Translated into the language of mathematics, the passage implies that for integers \(N,\) \(a,\) and \(b\) with \(N=100a+b,\) we have that

\[100a+b\equiv 2a+b\,\,({\rm{mod}}\,\,7).\]

In other words, \(100a+b\) and \(2a+b\) yield the same remainder upon division by \(7.\) For example, \(1866=100(18)+66\equiv 2(18)+66 = 102\,\,({\rm{mod}}\,\,7),\) and \(102\equiv 2(1)+2=4\,\,({\rm{mod}}\,\,7).\) Therefore, \(1866\equiv4\,\,({\rm{mod}}\,\,7).\) Consequently, since \(4\) is not divisible by \(7,\) neither is \(1866.\)

The Talmud test is a minor variant of a class of divisibility tests that was described by Blaise Pascal (1623-1662) in an essay entitled De Numeris Multiplicibus [37] that was likely written prior to 1654. As we shall see, Pascal's method can be used to devise divisibility tests of a variety of styles for any integer \(d\). In the case that a number fails to be divisible by \(d,\) all of these tests have the ability to recognize the remainder obtained upon division by \(d.\) They are all explained easily by the following theorem:

Theorem 1.1. Let \(d\) be a positive integer, and let \(a,\) \(a^\prime,\) \(b\) and \(b^\prime\) be integers for which \(a\equiv a^\prime\,\,({\rm{mod}}\,\,d)\) and \(b\equiv b^\prime\,\,({\rm{mod}}\,\,d).\) Then

(1) \(a+b\equiv a^\prime+b^\prime\,\,({\rm{mod}}\,\,d)\)

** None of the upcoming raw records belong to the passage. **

//! Conversation log use case
//!
//! Append-only message history per conversation, plus the management
//! operations a client needs (list, rename, archive, delete).

use super::error::AssistantError;
use crate::ports::clock::Clock;
use crate::ports::conversation_store::ConversationRepository;
use crate::ports::pending_action_store::PendingActionRepository;
use ledger_domain::{
    ChatMessage, Conversation, ConversationId, Message, MessageOptions, Role, UserId,
    reconstruct_history,
};
use std::sync::Arc;
use tracing::{debug, info};

#[derive(Clone)]
pub struct ConversationLog {
    conversations: Arc<dyn ConversationRepository>,
    actions: Arc<dyn PendingActionRepository>,
    clock: Arc<dyn Clock>,
}

impl ConversationLog {
    pub fn new(
        conversations: Arc<dyn ConversationRepository>,
        actions: Arc<dyn PendingActionRepository>,
        clock: Arc<dyn Clock>,
    ) -> Self {
        Self {
            conversations,
            actions,
            clock,
        }
    }

    pub async fn create_conversation(
        &self,
        user_id: &UserId,
    ) -> Result<Conversation, AssistantError> {
        let conversation = Conversation::new(user_id.clone(), self.clock.now());
        self.conversations.create(conversation.clone()).await?;
        info!(conversation_id = %conversation.id, user_id = %user_id, "Created conversation");
        Ok(conversation)
    }

    /// Fetch a conversation owned by `user_id`. Another user's conversation
    /// is reported as not found.
    pub async fn get_conversation(
        &self,
        id: &ConversationId,
        user_id: &UserId,
    ) -> Result<Conversation, AssistantError> {
        match self.conversations.get(id).await? {
            Some(conversation) if conversation.is_owned_by(user_id) => Ok(conversation),
            _ => Err(AssistantError::ConversationNotFound(id.clone())),
        }
    }

    /// Existing conversation when `id` is given, a fresh one otherwise.
    pub async fn get_or_create(
        &self,
        id: Option<&ConversationId>,
        user_id: &UserId,
    ) -> Result<Conversation, AssistantError> {
        match id {
            Some(id) => self.get_conversation(id, user_id).await,
            None => self.create_conversation(user_id).await,
        }
    }

    /// Active conversations, most recently updated first.
    pub async fn list_conversations(
        &self,
        user_id: &UserId,
    ) -> Result<Vec<Conversation>, AssistantError> {
        let mut conversations: Vec<Conversation> = self
            .conversations
            .list_for_user(user_id)
            .await?
            .into_iter()
            .filter(|c| c.is_active)
            .collect();
        conversations.sort_by(|a, b| b.updated_at.cmp(&a.updated_at));
        Ok(conversations)
    }

    pub async fn rename_conversation(
        &self,
        id: &ConversationId,
        user_id: &UserId,
        title: &str,
    ) -> Result<Conversation, AssistantError> {
        let mut conversation = self.get_conversation(id, user_id).await?;
        conversation.title = title.trim().to_string();
        conversation.updated_at = self.clock.now();
        self.conversations.update(conversation.clone()).await?;
        Ok(conversation)
    }

    /// Soft delete: the conversation disappears from listings but keeps its log.
    pub async fn archive_conversation(
        &self,
        id: &ConversationId,
        user_id: &UserId,
    ) -> Result<(), AssistantError> {
        let mut conversation = self.get_conversation(id, user_id).await?;
        conversation.is_active = false;
        conversation.updated_at = self.clock.now();
        self.conversations.update(conversation).await?;
        Ok(())
    }

    /// Hard delete, including messages and pending actions.
    pub async fn delete_conversation(
        &self,
        id: &ConversationId,
        user_id: &UserId,
    ) -> Result<(), AssistantError> {
        self.get_conversation(id, user_id).await?;
        let actions = self.actions.delete_for_conversation(id).await?;
        self.conversations.delete(id).await?;
        info!(conversation_id = %id, actions, "Deleted conversation");
        Ok(())
    }

    /// Append a message. The first `user` message of a conversation still
    /// carrying the default title renames it.
    pub async fn add_message(
        &self,
        conversation_id: &ConversationId,
        role: Role,
        content: &str,
        options: MessageOptions,
    ) -> Result<Message, AssistantError> {
        let message = Message::new(
            conversation_id.clone(),
            role,
            content,
            options,
            self.clock.now(),
        );
        let conversation = self.conversations.append_message(message.clone()).await?;
        debug!(
            conversation_id = %conversation_id,
            role = %role,
            tool_calls = message.tool_calls.len(),
            title = %conversation.title,
            "Appended message"
        );
        Ok(message)
    }

    /// Append a provider-facing message as is.
    pub async fn append_chat(
        &self,
        conversation_id: &ConversationId,
        message: ChatMessage,
    ) -> Result<Message, AssistantError> {
        let options = MessageOptions {
            tool_calls: message.tool_calls,
            tool_call_id: message.tool_call_id,
            metadata: message.metadata,
        };
        self.add_message(conversation_id, message.role, &message.content, options)
            .await
    }

    /// The raw log, in append order.
    pub async fn messages(
        &self,
        conversation_id: &ConversationId,
    ) -> Result<Vec<Message>, AssistantError> {
        Ok(self.conversations.messages(conversation_id).await?)
    }

    /// The log reconstructed for the provider, without a system message.
    pub async fn provider_history(
        &self,
        conversation_id: &ConversationId,
    ) -> Result<Vec<ChatMessage>, AssistantError> {
        let messages = self.messages(conversation_id).await?;
        Ok(reconstruct_history(&messages)
            .into_iter()
            .map(Message::to_chat)
            .collect())
    }
}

(2) \(ab\equiv a^\prime b^\prime\,\,({\rm{mod}}\,\,d).\)

Proof. To prove (1), note first that \((a+b)-(a^\prime+b^\prime)= (a-a^\prime)+(b-b^\prime).\) But since \(a-a^\prime=dq_1\) and \(b-b^\prime=dq_2\) for some integers \(q_1\) and \(q_2,\) it follows that \((a+b)-(a^\prime+b^\prime)=d(q_1+q_2)\). Thus, \(a+b\equiv a^\prime+b^\prime\,\,({\rm{mod}}\,\,d).\) \(\Box\)

To prove (2), observe that

	\(ab-a^\prime b^\prime\)	\(=ab - a^\prime b + a^\prime b - a^\prime b^\prime\)
		\(=(a-a^\prime) b+(b-b^\prime)a^\prime\)
		\(=dq_1 b + dq_2a^\prime\)
		\(=d(q_1 b+q_2a^\prime).\)